New application of a versatile drug nanocarrier based on a choline-calix[4]arene derivative: Supramolecular nanohydrogel formation in the presence of curcumin

The development of nano-structured systems able to deliver drugs to the biological targets are of great interest in biomedical field. In this context, we designed a supramolecular nanoaggregate of a polycationic choline-calix[4]arene derivative (1) to deliver drugs towards protected biological compartments (eye and brain) exposing choline-transporters. We demonstrated the potential of the micellar nanoconstruct as nanocarrier for natural and synthetic drugs, [1,2] and as nanoreactor for photoactivatable drugs. [3] The micellar nanoaggregates formed by simple dissolution in PBS medium, significantly increased water-solubility and stability of curcumin. [1,2] Interestedly, at higher concentrations the calix[4]arene 1 and curcumin formed a clear reddish hydrogel (Figure 1), rather than a colloidal solution. Herein, we report about the preparation, physico-chemical characterization and sustained drug release property of the supramolecular micellar nanohydrogel.

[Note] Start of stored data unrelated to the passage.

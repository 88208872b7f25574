use serde::Serialize;
use serde_json::Value;

use crate::codec::bits::put_u16;
use crate::codec::chain::{Element, parse_counted};
use crate::codec::packet::{Render, to_json_value};
use crate::codec::{ByteOrder, CodecError, Header, Packet, ProtocolRegistry, RawView, get_bits};
use crate::protocols::numbers::{DnsOpCode, DnsRCode};

use super::builder::DnsBuilder;
use super::layout;
use super::record::{DnsQuestion, DnsResourceRecord};

#[derive(Debug, Clone, PartialEq, Eq, Hash, Serialize)]
pub struct DnsHeader {
    pub(super) id: u16,
    pub(super) qr: bool,
    pub(super) opcode: DnsOpCode,
    pub(super) aa: bool,
    pub(super) tc: bool,
    pub(super) rd: bool,
    pub(super) ra: bool,
    pub(super) z: bool,
    pub(super) ad: bool,
    pub(super) cd: bool,
    pub(super) rcode: DnsRCode,
    pub(super) qd_count: u16,
    pub(super) an_count: u16,
    pub(super) ns_count: u16,
    pub(super) ar_count: u16,
    pub(super) questions: Vec<DnsQuestion>,
    pub(super) answers: Vec<DnsResourceRecord>,
    pub(super) authorities: Vec<DnsResourceRecord>,
    pub(super) additional_info: Vec<DnsResourceRecord>,
}

impl DnsHeader {
    /// Each section is decoded exactly as many times as its count says;
    /// bytes after the last section are not part of the message.
    fn parse(view: &RawView<'_>) -> Result<Self, CodecError> {
        view.require_len(layout::HEADER_LEN)?;
        let flags = view.read_u16_be(layout::FLAGS_RANGE.start)?;
        let qd_count = view.read_u16_be(layout::QD_COUNT_RANGE.start)?;
        let an_count = view.read_u16_be(layout::AN_COUNT_RANGE.start)?;
        let ns_count = view.read_u16_be(layout::NS_COUNT_RANGE.start)?;
        let ar_count = view.read_u16_be(layout::AR_COUNT_RANGE.start)?;

        let mut cursor = layout::HEADER_LEN;
        let questions = section(view, &mut cursor, "DNS question", qd_count, DnsQuestion::parse)?;
        let answers =
            section(view, &mut cursor, "DNS answer", an_count, DnsResourceRecord::parse)?;
        let authorities =
            section(view, &mut cursor, "DNS authority", ns_count, DnsResourceRecord::parse)?;
        let additional_info =
            section(view, &mut cursor, "DNS additional", ar_count, DnsResourceRecord::parse)?;

        Ok(Self {
            id: view.read_u16_be(layout::ID_RANGE.start)?,
            qr: flags & layout::QR_MASK != 0,
            opcode: DnsOpCode(get_bits(flags, layout::OPCODE_MASK, layout::OPCODE_SHIFT) as u8),
            aa: flags & layout::AA_MASK != 0,
            tc: flags & layout::TC_MASK != 0,
            rd: flags & layout::RD_MASK != 0,
            ra: flags & layout::RA_MASK != 0,
            z: flags & layout::Z_MASK != 0,
            ad: flags & layout::AD_MASK != 0,
            cd: flags & layout::CD_MASK != 0,
            rcode: DnsRCode((flags & layout::RCODE_MASK) as u8),
            qd_count,
            an_count,
            ns_count,
            ar_count,
            questions,
            answers,
            authorities,
            additional_info,
        })
    }

    pub fn id(&self) -> u16 {
        self.id
    }

    /// `true` for a response.
    pub fn is_response(&self) -> bool {
        self.qr
    }

    pub fn opcode(&self) -> DnsOpCode {
        self.opcode
    }

    pub fn is_authoritative_answer(&self) -> bool {
        self.aa
    }

    pub fn is_truncated(&self) -> bool {
        self.tc
    }

    pub fn is_recursion_desired(&self) -> bool {
        self.rd
    }

    pub fn is_recursion_available(&self) -> bool {
        self.ra
    }

    pub fn z(&self) -> bool {
        self.z
    }

    pub fn is_authentic_data(&self) -> bool {
        self.ad
    }

    pub fn is_checking_disabled(&self) -> bool {
        self.cd
    }

    pub fn rcode(&self) -> DnsRCode {
        self.rcode
    }

    pub fn qd_count(&self) -> u16 {
        self.qd_count
    }

    pub fn an_count(&self) -> u16 {
        self.an_count
    }

    pub fn ns_count(&self) -> u16 {
        self.ns_count
    }

    pub fn ar_count(&self) -> u16 {
        self.ar_count
    }

    pub fn questions(&self) -> &[DnsQuestion] {
        &self.questions
    }

    pub fn answers(&self) -> &[DnsResourceRecord] {
        &self.answers
    }

    pub fn authorities(&self) -> &[DnsResourceRecord] {
        &self.authorities
    }

    pub fn additional_info(&self) -> &[DnsResourceRecord] {
        &self.additional_info
    }

    fn records(&self) -> impl Iterator<Item = &DnsResourceRecord> {
        self.answers
            .iter()
            .chain(&self.authorities)
            .chain(&self.additional_info)
    }

    fn flags(&self) -> u16 {
        let mut word =
            (u16::from(self.opcode.value()) << layout::OPCODE_SHIFT) & layout::OPCODE_MASK;
        word |= u16::from(self.rcode.value()) & layout::RCODE_MASK;
        for (on, mask) in [
            (self.qr, layout::QR_MASK),
            (self.aa, layout::AA_MASK),
            (self.tc, layout::TC_MASK),
            (self.rd, layout::RD_MASK),
            (self.ra, layout::RA_MASK),
            (self.z, layout::Z_MASK),
            (self.ad, layout::AD_MASK),
            (self.cd, layout::CD_MASK),
        ] {
            if on {
                word |= mask;
            }
        }
        word
    }
}

fn section<'a, E: Element>(
    view: &RawView<'a>,
    cursor: &mut usize,
    protocol: &'static str,
    count: u16,
    decode: fn(RawView<'a>) -> Result<E, CodecError>,
) -> Result<Vec<E>, CodecError> {
    let window = view.tail(*cursor)?.within(protocol);
    let chain = parse_counted(&window, usize::from(count), decode)?;
    *cursor += chain.consumed;
    Ok(chain.elements)
}

impl Header for DnsHeader {
    fn length(&self) -> usize {
        layout::HEADER_LEN
            + self.questions.iter().map(Element::length).sum::<usize>()
            + self.records().map(Element::length).sum::<usize>()
    }

    fn raw_data(&self) -> Vec<u8> {
        let mut out = Vec::with_capacity(self.length());
        put_u16(&mut out, self.id, ByteOrder::BigEndian);
        put_u16(&mut out, self.flags(), ByteOrder::BigEndian);
        for count in [self.qd_count, self.an_count, self.ns_count, self.ar_count] {
            put_u16(&mut out, count, ByteOrder::BigEndian);
        }
        for question in &self.questions {
            question.write_to(&mut out);
        }
        for record in self.records() {
            record.write_to(&mut out);
        }
        out
    }

    fn render(&self, indent: usize) -> String {
        let mut render = Render::new(indent, "DNS Header", self.length());
        render
            .field("ID", format!("0x{:04x}", self.id))
            .field("QR", if self.qr { "response" } else { "query" })
            .field("OPCODE", self.opcode)
            .field("AA", self.aa)
            .field("TC", self.tc)
            .field("RD", self.rd)
            .field("RA", self.ra)
            .field("Z", self.z)
            .field("AD", self.ad)
            .field("CD", self.cd)
            .field("RCODE", self.rcode)
            .field("QDCOUNT", self.qd_count)
            .field("ANCOUNT", self.an_count)
            .field("NSCOUNT", self.ns_count)
            .field("ARCOUNT", self.ar_count);
        for question in &self.questions {
            render.field("Question", question);
        }
        for (name, section) in [
            ("Answer", &self.answers),
            ("Authority", &self.authorities),
            ("Additional", &self.additional_info),
        ] {
            for record in section {
                render.field(name, record);
            }
        }
        render.finish()
    }
}

/// A DNS message. DNS is a leaf protocol: it never has a payload.
#[derive(Debug, Clone, PartialEq, Eq, Hash)]
pub struct DnsPacket {
    pub(super) header: DnsHeader,
}

impl DnsPacket {
    pub fn new_packet(data: &[u8], offset: usize, length: usize) -> Result<Self, CodecError> {
        let view = RawView::new("DNS", data, offset, length)?;
        Ok(Self {
            header: DnsHeader::parse(&view)?,
        })
    }

    /// Registry-compatible entry point; DNS dispatches nothing further.
    pub fn decode(
        _registry: &ProtocolRegistry,
        data: &[u8],
        offset: usize,
        length: usize,
    ) -> Result<Box<dyn Packet>, CodecError> {
        Ok(Box::new(Self::new_packet(data, offset, length)?))
    }

    pub fn builder() -> DnsBuilder {
        DnsBuilder::new()
    }

    pub fn to_builder(&self) -> DnsBuilder {
        DnsBuilder::from_packet(self)
    }

    pub fn header(&self) -> &DnsHeader {
        &self.header
    }
}

impl Packet for DnsPacket {
    fn protocol(&self) -> &'static str {
        "DNS"
    }

    fn header(&self) -> Option<&dyn Header> {
        Some(&self.header)
    }

    fn payload(&self) -> Option<&dyn Packet> {
        None
    }

    fn header_json(&self) -> Value {
        to_json_value(&self.header)
    }

    fn clone_packet(&self) -> Box<dyn Packet> {
        Box::new(self.clone())
    }
}

#[cfg(test)]
mod tests {
    use std::net::Ipv4Addr;

    use super::*;
    use crate::protocols::dns::DnsRData;
    use crate::protocols::numbers::{DnsClass, DnsResourceRecordType};

    /// Response to `example.com A`, answer name compressed to offset 12.
    const RESPONSE: [u8; 45] = [
        0x12, 0x34, 0x81, 0x80, 0x00, 0x01, 0x00, 0x01, 0x00, 0x00, 0x00, 0x00, // header
        0x07, b'e', b'x', b'a', b'm', b'p', b'l', b'e', 0x03, b'c', b'o', b'm', 0x00, // qname
        0x00, 0x01, 0x00, 0x01, // qtype, qclass
        0xc0, 0x0c, 0x00, 0x01, 0x00, 0x01, 0x00, 0x00, 0x0e, 0x10, 0x00, 0x04, // answer
        93, 184, 216, 34,
    ];

    #[test]
    fn decodes_response() {
        let packet = DnsPacket::new_packet(&RESPONSE, 0, RESPONSE.len()).unwrap();
        let header = packet.header();
        assert_eq!(header.id(), 0x1234);
        assert!(header.is_response());
        assert!(header.is_recursion_desired());
        assert!(header.is_recursion_available());
        assert_eq!(header.opcode(), DnsOpCode::QUERY);
        assert_eq!(header.rcode(), DnsRCode::NO_ERROR);
        assert_eq!(header.questions().len(), 1);
        assert_eq!(header.questions()[0].qtype(), DnsResourceRecordType::A);
        assert_eq!(header.questions()[0].qclass(), DnsClass::IN);
        let answer = &header.answers()[0];
        assert_eq!(answer.name().decompress(&RESPONSE).unwrap(), "example.com");
        assert_eq!(
            answer.rdata(),
            Some(&DnsRData::A(Ipv4Addr::new(93, 184, 216, 34)))
        );
        assert_eq!(packet.length(), RESPONSE.len());
        assert_eq!(packet.raw_data(), RESPONSE);
    }

    #[test]
    fn header_with_one_question() {
        let mut query = RESPONSE[..29].to_vec();
        query[7] = 0; // ANCOUNT
        let packet = DnsPacket::new_packet(&query, 0, query.len()).unwrap();
        let questions = packet.header().questions();
        assert_eq!(questions.len(), 1);
        assert_eq!(packet.length(), 12 + questions[0].length());
    }

    #[test]
    fn missing_answer_is_an_error() {
        let err = DnsPacket::new_packet(&RESPONSE, 0, 29).unwrap_err();
        assert!(matches!(err, CodecError::Malformed { .. }));
        assert!(err.to_string().contains("expected 1 elements"));
    }

    #[test]
    fn truncated_answer_is_too_short() {
        let err = DnsPacket::new_packet(&RESPONSE, 0, 40).unwrap_err();
        assert!(matches!(err, CodecError::TooShort { .. }));
    }

    #[test]
    fn short_header_is_too_short() {
        let err = DnsPacket::new_packet(&RESPONSE, 0, 11).unwrap_err();
        assert!(matches!(err, CodecError::TooShort { needed: 12, actual: 11, .. }));
    }

    #[test]
    fn renders_sections() {
        let packet = DnsPacket::new_packet(&RESPONSE, 0, RESPONSE.len()).unwrap();
        let text = Packet::render(&packet, 0);
        assert!(text.contains("[DNS Header (45 bytes)]"));
        assert!(text.contains("Question: QNAME: example.com"));
        assert!(text.contains("Answer: NAME: [pointer: 12]"));
    }
}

Rheological properties, morphology, simulation modelling, protection of curcumin from photodegradation, and low rate of curcumin release upon to dissolution of the hydrogel in drug loaded micellar nanoaggregates, will be discussed. The visco-elastic and injectable supramolecolar nanohydrogel formed by simply addition of a natural drug like curcumin to a self-assembling calix[4]arene derivative, without using other additives and organic solvents, combines the properties of micellar systems and a hydrogel in drug delivery and appears a promising new tool for applications in nanomedicine.